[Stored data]

►

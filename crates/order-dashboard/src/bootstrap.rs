use std::fs::OpenOptions;
use std::path::{Path, PathBuf};
use std::sync::Mutex;

use dashboard_core::error::{DashboardError, Result};
use tracing_subscriber::{fmt, prelude::*, EnvFilter};

const APP_DIR: &str = ".order-dashboard";
const LOG_FILE_NAME: &str = "dashboard.log";

// ── Directory bootstrap ────────────────────────────────────────────────────────

/// `~/.order-dashboard/`.
pub fn app_dir() -> Result<PathBuf> {
    dirs::home_dir()
        .map(|home| home.join(APP_DIR))
        .ok_or_else(|| DashboardError::Config("could not determine the home directory".to_string()))
}

/// Ensure `~/.order-dashboard/logs/` exists (including any missing parents)
/// and return it.
pub fn ensure_directories() -> Result<PathBuf> {
    let logs = app_dir()?.join("logs");
    std::fs::create_dir_all(&logs)?;
    Ok(logs)
}

/// Where dashboard-view logs go when `--log-file` is not given.
pub fn default_log_file() -> Result<PathBuf> {
    Ok(ensure_directories()?.join(LOG_FILE_NAME))
}

// ── Logging bootstrap ──────────────────────────────────────────────────────────

/// Map a `--log-level` name to an [`EnvFilter`] directive.
fn level_directive(log_level: &str) -> String {
    match log_level.to_uppercase().as_str() {
        "DEBUG" => "debug".to_string(),
        "INFO" => "info".to_string(),
        "WARNING" => "warn".to_string(),
        "ERROR" | "CRITICAL" => "error".to_string(),
        other => other.to_lowercase(),
    }
}

/// Initialise the global `tracing` subscriber.
///
/// With `log_file` set, records are appended to that file without ANSI
/// colours; otherwise they go to stderr. Unrecognised levels fall back to
/// `"info"`.
pub fn setup_logging(log_level: &str, log_file: Option<&Path>) -> Result<()> {
    let filter =
        EnvFilter::try_new(level_directive(log_level)).unwrap_or_else(|_| EnvFilter::new("info"));

    match log_file {
        Some(path) => {
            if let Some(parent) = path.parent().filter(|p| !p.as_os_str().is_empty()) {
                std::fs::create_dir_all(parent)?;
            }
            let file = OpenOptions::new()
                .create(true)
                .append(true)
                .open(path)
                .map_err(|source| DashboardError::FileRead {
                    path: path.to_path_buf(),
                    source,
                })?;

            let layer = fmt::layer()
                .with_target(false)
                .with_ansi(false)
                .with_writer(Mutex::new(file));
            tracing_subscriber::registry()
                .with(filter)
                .with(layer)
                .try_init()
                .map_err(|e| DashboardError::Other(e.into()))?;
        }
        None => {
            let layer = fmt::layer()
                .with_target(false)
                .with_writer(std::io::stderr);
            tracing_subscriber::registry()
                .with(filter)
                .with(layer)
                .try_init()
                .map_err(|e| DashboardError::Other(e.into()))?;
        }
    }

    Ok(())
}

// ── Tests ──────────────────────────────────────────────────────────────────────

◄

[Problem to work on] Respond with a single number: the count of lines in the entries above that contain the string "info".

[Finished task] 3